Le 22 mai 2008, en Martinique, à Fort-de-France sur la place Abbé Grégoire, l'historienne Elisabeth Landi conseillère municipale de la ville capitale donne du sens à la mémoire en marchant dans les pas de l'abolition de l'esclavage : « Général, Intendant, Gouvernement, Conseillers et autres Particuliers, nous savons que nous sommes libres et vous souffrés que ces peuples rebelles résistent aux ordres du Roi.
Eh, bien ! Souvenez-vous que nous Nègres, tous tant que nous sommes, nous voulons périr pour cette liberté, car nous voulons et nous prétendons de l’avoir à quelque prix que ce puisse être, même à la faveur de mortiers, canons et fusils.
…/… Car il en sortira avant peu, si ce préjugé n’est pas entièrement anéanti, autant d’une part que de l’autre, des torrents de sang qui couleront aussi puissants que nos ruisseaux qui coulent le long des rues. »

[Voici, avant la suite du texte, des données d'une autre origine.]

// ============================================================================
// Per-layer overlay
// ============================================================================

/// One configuration layer: every field optional, absent fields leave the
/// lower layers untouched
#[derive(Debug, Clone, Default)]
pub struct ConfigOverlay {
    /// Server host override
    pub host: Option<String>,
    /// Server port override
    pub port: Option<u16>,
    /// Inline prompt override
    pub prompt: Option<String>,
    /// Prompt file override
    pub prompt_file: Option<PathBuf>,
    /// Tokens-to-generate override
    pub num_predict: Option<u32>,
    /// Context size override
    pub num_ctx: Option<u32>,
    /// Temperature override
    pub temperature: Option<f64>,
    /// Seed override
    pub seed: Option<u64>,
    /// Repeat count override
    pub repeat_runs: Option<u32>,
    /// Keep-alive override
    pub keep_alive: Option<String>,
    /// Explicit label override
    pub label: Option<String>,
    /// Label template override
    pub label_template: Option<String>,
    /// Output root override
    pub output_dir: Option<PathBuf>,
    /// Export format list override
    pub formats: Option<Vec<ExportFormat>>,
    /// Matrix context sizes override
    pub context_sizes: Option<Vec<u32>>,
    /// Model selection override
    pub selection: Option<SelectionSpec>,
    /// Cold-start toggle override
    pub cold_start: Option<bool>,
    /// Stop-between-contexts toggle override
    pub stop_between_contexts: Option<bool>,
    /// Stop-between-models toggle override
    pub stop_between_models: Option<bool>,
    /// Debug toggle override
    pub debug: Option<bool>,
}

impl ConfigOverlay {
    fn apply(self, config: &mut BenchConfig) {
        if let Some(v) = self.host {
            config.host = v;
        }
        if let Some(v) = self.port {
            config.port = v;
        }
        if let Some(v) = self.prompt {
            config.prompt = Some(v);
        }
        if let Some(v) = self.prompt_file {
            config.prompt_file = Some(v);
        }
        if let Some(v) = self.num_predict {
            config.num_predict = v;
        }
        if let Some(v) = self.num_ctx {
            config.num_ctx = v;
        }
        if let Some(v) = self.temperature {
            config.temperature = v;
        }
        if let Some(v) = self.seed {
            config.seed = Some(v);
        }
        if let Some(v) = self.repeat_runs {
            config.repeat_runs = v;
        }
        if let Some(v) = self.keep_alive {
            config.keep_alive = v;
        }
        if let Some(v) = self.label {
            config.label = Some(v);
        }
        if let Some(v) = self.label_template {
            config.label_template = v;
        }
        if let Some(v) = self.output_dir {
            config.output_dir = v;
        }
        if let Some(v) = self.formats {
            config.formats = v;
        }
        if let Some(v) = self.context_sizes {
            config.context_sizes = v;
        }
        if let Some(v) = self.selection {
            config.selection = v;
        }
        if let Some(v) = self.cold_start {
            config.cold_start = v;
        }
        if let Some(v) = self.stop_between_contexts {
            config.stop_between_contexts = v;
        }
        if let Some(v) = self.stop_between_models {
            config.stop_between_models = v;
        }
        if let Some(v) = self.debug {
            config.debug = v;
        }
    }
}

// ============================================================================
// Environment layer
// ============================================================================

/// Snapshot of environment variables, injected rather than read ambiently
#[derive(Debug, Clone, Default)]
pub struct EnvSource {
    vars: HashMap<String, String>,
}

impl EnvSource {
    /// Snapshot the process environment
    #[must_use]
    pub fn from_process() -> Self {
        Self {
            vars: std::env::vars().collect(),
        }
    }

    /// Build a source from literal pairs (test binding)
    #[must_use]
    pub fn from_pairs<I, K, V>(pairs: I) -> Self
    where
        I: IntoIterator<Item = (K, V)>,
        K: Into<String>,
        V: Into<String>,
    {
        Self {
            vars: pairs
                .into_iter()
                .map(|(k, v)| (k.into(), v.into()))
                .collect(),
        }
    }

    /// Empty source (no variables set)
    #[must_use]
    pub fn empty() -> Self {
        Self::default()
    }

    fn get(&self, key: &str) -> Option<&str> {
        self.vars.get(key).map(String::as_str)
    }
}

fn parse_env<T: std::str::FromStr>(env: &EnvSource, key: &str) -> Result<Option<T>> {
    match env.get(key) {
        None => Ok(None),
        Some(raw) => raw
            .trim()
            .parse::<T>()
            .map(Some)
            .map_err(|_| MedirError::InvalidConfiguration {
                key: key.to_string(),
                reason: format!(
                    "cannot parse '{raw}' as {}",
                    std::any::type_name::<T>()
                ),
            }),
    }
}

fn parse_env_bool(env: &EnvSource, key: &str) -> Option<bool> {
    env.get(key)
        .map(|raw| matches!(raw.trim().to_lowercase().as_str(), "1" | "true" | "yes"))
}

/// Build the environment overlay from the recognized `OLLAMA_*` variables.
///
/// # Errors
///
/// Returns `InvalidConfiguration` naming the variable when a set value
/// fails type coercion (a set-but-invalid value is an operator mistake,
/// not an absent layer).
pub fn env_overlay(env: &EnvSource) -> Result<ConfigOverlay> {
    Ok(ConfigOverlay {
        host: env.get("OLLAMA_HOST").map(String::from),
        port: parse_env(env, "OLLAMA_PORT")?,
        num_predict: parse_env(env, "OLLAMA_NUM_PREDICT")?,
        num_ctx: parse_env(env, "OLLAMA_NUM_CTX")?,
        temperature: parse_env(env, "OLLAMA_TEMPERATURE")?,
        keep_alive: env.get("OLLAMA_KEEP_ALIVE").map(String::from),
        debug: parse_env_bool(env, "OLLAMA_DEBUG"),
        ..ConfigOverlay::default()
    })
}

// ============================================================================
// YAML layer
// ============================================================================

/// YAML config file schema; every section and key optional
#[derive(Debug, Clone, Default, Deserialize)]
pub struct YamlFile {
    #[serde(default)]
    matrix: MatrixSection,
    #[serde(default)]
    benchmark: BenchmarkSection,
    #[serde(default)]
    output: OutputSection,
    #[serde(default)]
    advanced: AdvancedSection,
    #[serde(default)]
    connection: ConnectionSection,
}

#[derive(Debug, Clone, Default, Deserialize)]
struct MatrixSection {
    context_sizes: Option<Vec<u32>>,
    models: Option<Vec<String>>,
    model_pattern: Option<String>,
}

#[derive(Debug, Clone, Default, Deserialize)]
struct BenchmarkSection {
    num_predict: Option<u32>,
    num_ctx: Option<u32>,
    temperature: Option<f64>,
    repeat_runs: Option<u32>,
    keep_alive: Option<String>,
    seed: Option<u64>,
    prompt: Option<String>,
    prompt_file: Option<PathBuf>,
}

#[derive(Debug, Clone, Default, Deserialize)]
struct OutputSection {
    output_dir: Option<PathBuf>,
    formats: Option<Vec<String>>,
    label_template: Option<String>,
}

#[derive(Debug, Clone, Default, Deserialize)]
struct AdvancedSection {
    debug: Option<bool>,
    stop_between_contexts: Option<bool>,
    stop_between_models: Option<bool>,
    cold_start: Option<bool>,
}

#[derive(Debug, Clone, Default, Deserialize)]
struct ConnectionSection {
    host: Option<String>,
    port: Option<u16>,
}

impl YamlFile {
    /// Flatten the sectioned file into one overlay.
    ///
    /// `models` wins over `model_pattern` when both are present.
    ///
    /// # Errors
    ///
    /// Returns `InvalidConfiguration` for unknown export format names.
    pub fn into_overlay(self) -> Result<ConfigOverlay> {
        let selection = if let Some(models) = self.matrix.models {
            Some(SelectionSpec::from_names(&models))
        } else {
            self.matrix
                .model_pattern
                .as_deref()
                .map(SelectionSpec::from_pattern)
        };

        let formats = match self.output.formats {
            None => None,
            Some(names) => {
                let mut list = Vec::new();
                for name in &names {
                    let f = ExportFormat::parse(name)?;
                    if !list.contains(&f) {
                        list.push(f);
                    }
                }
                Some(list)
            },
        };

        Ok(ConfigOverlay {
            host: self.connection.host,
            port: self.connection.port,
            prompt: self.benchmark.prompt,
            prompt_file: self.benchmark.prompt_file,
            num_predict: self.benchmark.num_predict,
            num_ctx: self.benchmark.num_ctx,
            temperature: self.benchmark.temperature,
            seed: self.benchmark.seed,
            repeat_runs: self.benchmark.repeat_runs,
            keep_alive: self.benchmark.keep_alive,
            label_template: self.output.label_template,
            output_dir: self.output.output_dir,
            formats,
            context_sizes: self.matrix.context_sizes,
            selection,
            cold_start: self.advanced.cold_start,
            stop_between_contexts: self.advanced.stop_between_contexts,
            stop_between_models: self.advanced.stop_between_models,
            debug: self.advanced.debug,
            ..ConfigOverlay::default()
        })
    }
}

En août 1789, les esclaves de St-Pierre de la Martinique avaient prononcé une parole prophétique. Ils avaient eu connaissance de la Déclaration des Droits de l’Homme et du Citoyen et ils criaient aux autorités  qu’ils étaient des Hommes, qu’ils avaient des droits et que ces droits étaient égaux pour tous. Ces esclaves devenus citoyens de la Caraïbe réussirent par leurs actes à transformer l’Europe et les Amériques. Ces esclaves insurgés ont offert un nouveau contenu à l’universalité abstraite du langage des droits en réclamant la citoyenneté républicaine et l’égalité raciale.

Soixante ans plus tard, en mai 1848, le 22 mai 1848, les esclaves de St-Pierre répondaient eux aussi aux autorités. Ils leur dirent qu’ils connaissaient les décrets du 4 mars et du 27 avril, qu’ils connaissaient les circonstances dans lesquelles ils avaient été décidés et qu’ils avaient tout lieu de prendre les choses en main pour décider de leur destin.

Le premier historien martiniquais à avoir parlé des lettres des esclaves d’août 1789 est Aimé CÉSAIRE. Le premier historien à avoir donné du sens au 22 mai est Aimé CÉSAIRE.

Les deux événements se répondent et entrent en résonance avec l’histoire de ce peuple dans sa lutte pour la reconnaissance de sa dignité, de sa liberté, de son humanité.

Dans les deux cas, c’est bien la conscience du Nous collectif qui interpelle Aimé CÉSAIRE.

« Les esclaves mûris par la souffrance, les nègres étaient prêts, de tout temps prêts. On peut même affirmer que dans la société coloniale, ils étaient les seuls vraiment prêts et les seuls aptes à comprendre en profondeur la Révolution. À l’annonce de la prise de la Bastille, les esclaves de la Martinique, dans une lettre insolente adressée au Major commandant de la ville de St-Pierre, situèrent leurs revendications au niveau le plus haut, la liberté  et immédiatement. »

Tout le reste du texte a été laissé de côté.